An assay to calculate circulating tumor cells may be superior to PSA as a surrogate marker for survival in men treated for castration-refractory prostate cancer, according to a multicenter study.
Observing that circulating tumor cell (CTC) monitoring is an effective outcome and treatment guideline in patients undergoing therapy for metastatic breast cancer, Dr. José Moreno and his colleagues built a trial around men diagnosed with castration-refractory prostate cancer.
The men, who had a mean age of 70, were studied at 65 sites in the United States and Europe, reported Dr. Moreno, a urologist at Thomas Jefferson University Hospital in Philadelphia. All patients had prostate-specific antigen (PSA) progression and Eastern Cooperative Oncology Group scores of 0-2, and were to start initial or salvage chemo- therapy and/or combination therapy.
CTCs were enumerated with the CellSearch system (Veridex LLC) assay in blood drawn before treatment and monthly thereafter for up to 18 months. Of 240 evaluable patients, 142 were alive at the time of study presentation. Mean follow-up was just short of 1 year.

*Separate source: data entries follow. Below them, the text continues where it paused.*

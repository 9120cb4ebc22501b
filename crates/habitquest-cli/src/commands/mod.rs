pub mod achievements;
pub mod activity;
pub mod config;
pub mod edit;
pub mod habit;
pub mod setup;
pub mod stats;

use std::sync::Arc;

use habitquest_core::{AchievementDefinition, Config, Session, SqliteStore, SystemClock, User};

pub type CliResult = Result<(), Box<dyn std::error::Error>>;

/// Open a session for the local profile against the on-disk store.
pub async fn open_session(config: &Config) -> Result<Session, Box<dyn std::error::Error>> {
    let store = Arc::new(SqliteStore::open()?);
    let user = User::verified(config.profile.user_id.clone(), config.profile.email.clone());
    let session = Session::start(user, store, config, Arc::new(SystemClock)).await?;
    Ok(session)
}

/// Write pending changes if the command succeeded, then stop the
/// background tasks. A failed command leaves the stored document untouched.
pub async fn close_session(mut session: Session, commit: bool) -> CliResult {
    let flushed = if commit {
        session.flush().await
    } else {
        Ok(())
    };
    session.teardown();
    flushed?;
    Ok(())
}

pub fn print_unlocked(unlocked: &[&AchievementDefinition]) {
    for a in unlocked {
        println!("Achievement unlocked: {} - {}", a.name, a.display_description(true));
    }
}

Median overall survival for 40 patients with a CTC reduction to below 5 per 7.5 mL of blood drawn at 2-5 weeks after initiation of therapy was 21 months: significantly longer than the 10 months observed in 78 patients whose CTC counts remained above 5, Dr. Moreno said. Men who had no CTCs after 2-5 weeks of chemotherapy had a median survival of 21 months, whereas the 52% of patients with more than 1 CTC had a median survival of 10 months. Among the 10% of patients with CTC counts exceeding 100 per 7.5 mL, median survival was 4 months.
In multivariate analysis, CTCs were the most significant independent predictor of outcome. Dr. Moreno said that at 13-20 weeks, the assay was more predictive than a PSA decline greater than 50% from baseline. "The results validate our key assumption that survival of patients with less than 5 CTCs before treatment is twice that of patients with greater than or equal to 5 CTCs. Measurement of CTCs at any time point predicts response to therapy," he concluded.

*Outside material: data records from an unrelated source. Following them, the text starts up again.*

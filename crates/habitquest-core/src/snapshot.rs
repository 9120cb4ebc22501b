//! Durable document form of a user's state.
//!
//! Field names match the stored document (camelCase). Loading is tolerant:
//! missing fields fall back to defaults, malformed dates and completion keys
//! are skipped with a warning, negative counters are clamped to zero.

use chrono::NaiveDate;
use serde::{Deserialize, Serialize};
use std::collections::{BTreeMap, BTreeSet};

use crate::achievements::AchievementEngine;
use crate::dashboard::Dashboard;
use crate::setup::{GoalSet, HabitPlan, HabitSlots, SetupMachine, Stage, SELECTED_GOAL_COUNT};
use crate::streak::CompletionHistory;
use crate::tracker::{CompletionKey, CompletionTracker};
use crate::DATE_FORMAT;

#[derive(Debug, Clone, Default, PartialEq, Serialize, Deserialize)]
#[serde(rename_all = "camelCase", default)]
pub struct Snapshot {
    pub goals: Vec<String>,
    pub selected_goals: Vec<String>,
    /// Keyed by selected-goal index as a string ("0", "1").
    pub habits: BTreeMap<String, Vec<String>>,
    pub current_section: Stage,
    pub completion_history: BTreeMap<String, i64>,
    pub total_habits_completed_ever: i64,
    pub unlocked_achievements: Vec<String>,
    /// Only the entry for the current day is read back.
    pub todays_completed_habits: BTreeMap<String, Vec<String>>,
}

/// Partial write. Absent fields are left untouched by a merge upsert.
#[derive(Debug, Clone, Default, PartialEq, Serialize, Deserialize)]
#[serde(rename_all = "camelCase", default)]
pub struct SnapshotPatch {
    #[serde(skip_serializing_if = "Option::is_none")]
    pub goals: Option<Vec<String>>,
    #[serde(skip_serializing_if = "Option::is_none")]
    pub selected_goals: Option<Vec<String>>,
    #[serde(skip_serializing_if = "Option::is_none")]
    pub habits: Option<BTreeMap<String, Vec<String>>>,
    #[serde(skip_serializing_if = "Option::is_none")]
    pub current_section: Option<Stage>,
    #[serde(skip_serializing_if = "Option::is_none")]
    pub completion_history: Option<BTreeMap<String, i64>>,
    #[serde(skip_serializing_if = "Option::is_none")]
    pub total_habits_completed_ever: Option<i64>,
    #[serde(skip_serializing_if = "Option::is_none")]
    pub unlocked_achievements: Option<Vec<String>>,
    #[serde(skip_serializing_if = "Option::is_none")]
    pub todays_completed_habits: Option<BTreeMap<String, Vec<String>>>,
}

impl From<Snapshot> for SnapshotPatch {
    fn from(s: Snapshot) -> Self {
        Self {
            goals: Some(s.goals),
            selected_goals: Some(s.selected_goals),
            habits: Some(s.habits),
            current_section: Some(s.current_section),
            completion_history: Some(s.completion_history),
            total_habits_completed_ever: Some(s.total_habits_completed_ever),
            unlocked_achievements: Some(s.unlocked_achievements),
            todays_completed_habits: Some(s.todays_completed_habits),
        }
    }
}

fn date_key(date: NaiveDate) -> String {
    date.format(DATE_FORMAT).to_string()
}

fn padded<const N: usize>(items: &[String]) -> [String; N] {
    std::array::from_fn(|i| items.get(i).cloned().unwrap_or_default())
}

impl Snapshot {
    /// Capture the full state; today's set is stored under `today`.
    pub fn capture(dashboard: &Dashboard, today: NaiveDate) -> Self {
        let setup = dashboard.setup();
        let tracker = dashboard.tracker();
        Self {
            goals: setup.goals().to_vec(),
            selected_goals: setup.selected_goals().to_vec(),
            habits: setup
                .habits()
                .iter()
                .enumerate()
                .map(|(i, slots)| (i.to_string(), slots.to_vec()))
                .collect(),
            current_section: setup.stage(),
            completion_history: tracker
                .history()
                .iter()
                .map(|(&date, &count)| (date_key(date), i64::from(count)))
                .collect(),
            total_habits_completed_ever: i64::try_from(tracker.total_completed()).unwrap_or(i64::MAX),
            unlocked_achievements: dashboard.achievements().unlocked().iter().cloned().collect(),
            todays_completed_habits: BTreeMap::from([(
                date_key(today),
                tracker.today().iter().map(ToString::to_string).collect(),
            )]),
        }
    }

    /// Rebuild engine state. The stage is inferred from the data, not read
    /// from `currentSection`.
    pub fn hydrate(&self, today: NaiveDate) -> Dashboard {
        let goals: GoalSet = padded(&self.goals);
        let habits: HabitPlan = std::array::from_fn(|i| {
            let slots: HabitSlots = self
                .habits
                .get(&i.to_string())
                .map(|list| padded(list))
                .unwrap_or_default();
            slots
        });
        let mut selected = self.selected_goals.clone();
        selected.truncate(SELECTED_GOAL_COUNT);
        let setup = SetupMachine::hydrate(goals, selected, habits);

        let tracker = CompletionTracker::hydrate(
            self.today_set(today),
            self.history(),
            u64::try_from(self.total_habits_completed_ever).unwrap_or(0),
        );
        let achievements = AchievementEngine::hydrate(self.unlocked_achievements.iter().cloned());
        Dashboard::from_parts(setup, tracker, achievements)
    }

    fn history(&self) -> CompletionHistory {
        self.completion_history
            .iter()
            .filter_map(|(raw, &count)| match NaiveDate::parse_from_str(raw, DATE_FORMAT) {
                Ok(date) => Some((date, u32::try_from(count.max(0)).unwrap_or(u32::MAX))),
                Err(_) => {
                    tracing::warn!(date = %raw, "skipping malformed history date");
                    None
                }
            })
            .collect()
    }

    fn today_set(&self, today: NaiveDate) -> BTreeSet<CompletionKey> {
        let Some(keys) = self.todays_completed_habits.get(&date_key(today)) else {
            return BTreeSet::new();
        };
        keys.iter()
            .filter_map(|raw| match raw.parse::<CompletionKey>() {
                Ok(key) if key.validate().is_ok() => Some(key),
                _ => {
                    tracing::warn!(key = %raw, "skipping malformed completion key");
                    None
                }
            })
            .collect()
    }
}

#[cfg(test)]
mod tests {
    use super::*;
    use serde_json::json;

    fn date(s: &str) -> NaiveDate {
        NaiveDate::parse_from_str(s, DATE_FORMAT).unwrap()
    }

    fn stored() -> serde_json::Value {
        json!({
            "goals": ["Run", "Read", "Code", "Cook", "Save"],
            "selectedGoals": ["Run", "Code"],
            "habits": { "0": ["jog", "stretch", "hydrate"], "1": ["kata", "review", "ship"] },
            "currentSection": "dashboard",
            "completionHistory": { "2024-02-01": 3, "2024-02-02": 2, "bogus": 1 },
            "totalHabitsCompletedEver": 5,
            "unlockedAchievements": ["streak1", "firstGoal"],
            "todaysCompletedHabits": {
                "2024-02-01": ["0-0"],
                "2024-02-02": ["0-1", "1-2", "9-9", "x"]
            }
        })
    }

    #[test]
    fn hydrate_full_document() {
        let snap: Snapshot = serde_json::from_value(stored()).unwrap();
        let d = snap.hydrate(date("2024-02-02"));
        assert_eq!(d.stage(), Stage::Dashboard);
        assert_eq!(d.setup().selected_goals(), ["Run", "Code"]);
        assert_eq!(d.setup().habits()[1][2], "ship");
        assert_eq!(d.tracker().history().len(), 2);
        assert_eq!(d.tracker().total_completed(), 5);
        assert_eq!(d.tracker().today().len(), 2);
        assert!(d.achievements().is_unlocked("firstGoal"));
        assert_eq!(d.streak(date("2024-02-02")), 2);
    }

    #[test]
    fn stale_today_entry_is_ignored() {
        let snap: Snapshot = serde_json::from_value(stored()).unwrap();
        let d = snap.hydrate(date("2024-02-03"));
        assert!(d.tracker().today().is_empty());
    }

    #[test]
    fn missing_fields_use_defaults() {
        let snap: Snapshot = serde_json::from_value(json!({ "goals": ["A"] })).unwrap();
        let d = snap.hydrate(date("2024-02-02"));
        assert_eq!(d.stage(), Stage::Select);
        assert_eq!(d.setup().goals()[0], "A");
        assert_eq!(d.setup().goals()[4], "");
        assert_eq!(d.tracker().total_completed(), 0);
    }

    #[test]
    fn negative_counters_are_clamped() {
        let snap: Snapshot = serde_json::from_value(json!({
            "totalHabitsCompletedEver": -4,
            "completionHistory": { "2024-02-02": -1 }
        }))
        .unwrap();
        let d = snap.hydrate(date("2024-02-02"));
        assert_eq!(d.tracker().total_completed(), 0);
        assert_eq!(d.tracker().count_on(date("2024-02-02")), 0);
    }

    #[test]
    fn capture_uses_document_field_names() {
        let snap: Snapshot = serde_json::from_value(stored()).unwrap();
        let d = snap.hydrate(date("2024-02-02"));
        let value = serde_json::to_value(Snapshot::capture(&d, date("2024-02-02"))).unwrap();
        assert_eq!(value["currentSection"], "dashboard");
        assert_eq!(value["habits"]["0"][1], "stretch");
        assert_eq!(value["todaysCompletedHabits"]["2024-02-02"], json!(["0-1", "1-2"]));
        assert_eq!(value["completionHistory"]["2024-02-01"], 3);
        assert_eq!(value["totalHabitsCompletedEver"], 5);
    }

    #[test]
    fn patch_omits_absent_fields() {
        let patch = SnapshotPatch {
            total_habits_completed_ever: Some(3),
            ..Default::default()
        };
        let value = serde_json::to_value(&patch).unwrap();
        assert_eq!(value, json!({ "totalHabitsCompletedEver": 3 }));
    }
}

The technique faces certain challenge, said discussant Dr. Daniel P. Petrylak of Columbia-Presbyterian Medical Center in New York. "We do need to correlate pretreatment patient characteristics with their CTC and PSA levels to come up with the best prognostic marker for hormone-refractory prostate cancer," he said.
Moreno J. et al. Multicenter study evaluating circulating tumor cells (CTCs) as a surrogate for survival in men treated for castration refractory prostate cancer (CRPC). Abstract 5016.
Commentary |
The area of circulating tumor cells (CTCs) in prostate cancer has been controversial since groups at Jefferson Medical College and the University of Washington claimed credit in 1991 for the concept of detecting prostate-specific antigen (PSA)-expressing circulating cells by using reverse transcriptase-polymerase chain reaction (RT-PCR). Shortly thereafter, a group at Columbia University coined the term "molecular staging" in prostate cancer, claiming that PSA-expressing cells in blood, as detected by RT-PCR, were a predictor of outcome of radical prostatectomy. Unfortunately, a series of studies from multiple centers failed to confirm molecular staging using RT-PCR of PSA-expressing cells as a reproducible technology. A multicenter trial funded by industry and led by University of Washington investigators (in which my group participated) was a dismal failure, and the results were never published. Over the last few years, technology has progressed away from this focus to examination of blood and bone marrow for the cells themselves. Moreno and colleagues from Jefferson should be congratulated for "sticking with it" in trying to further advance this area of research in prostate cancer. We are 16-plus years into molecular staging in prostate cancer, and still struggling to move from bench to bedside to provide new tools to help better care for our patients. Judd W. Moul, M.D.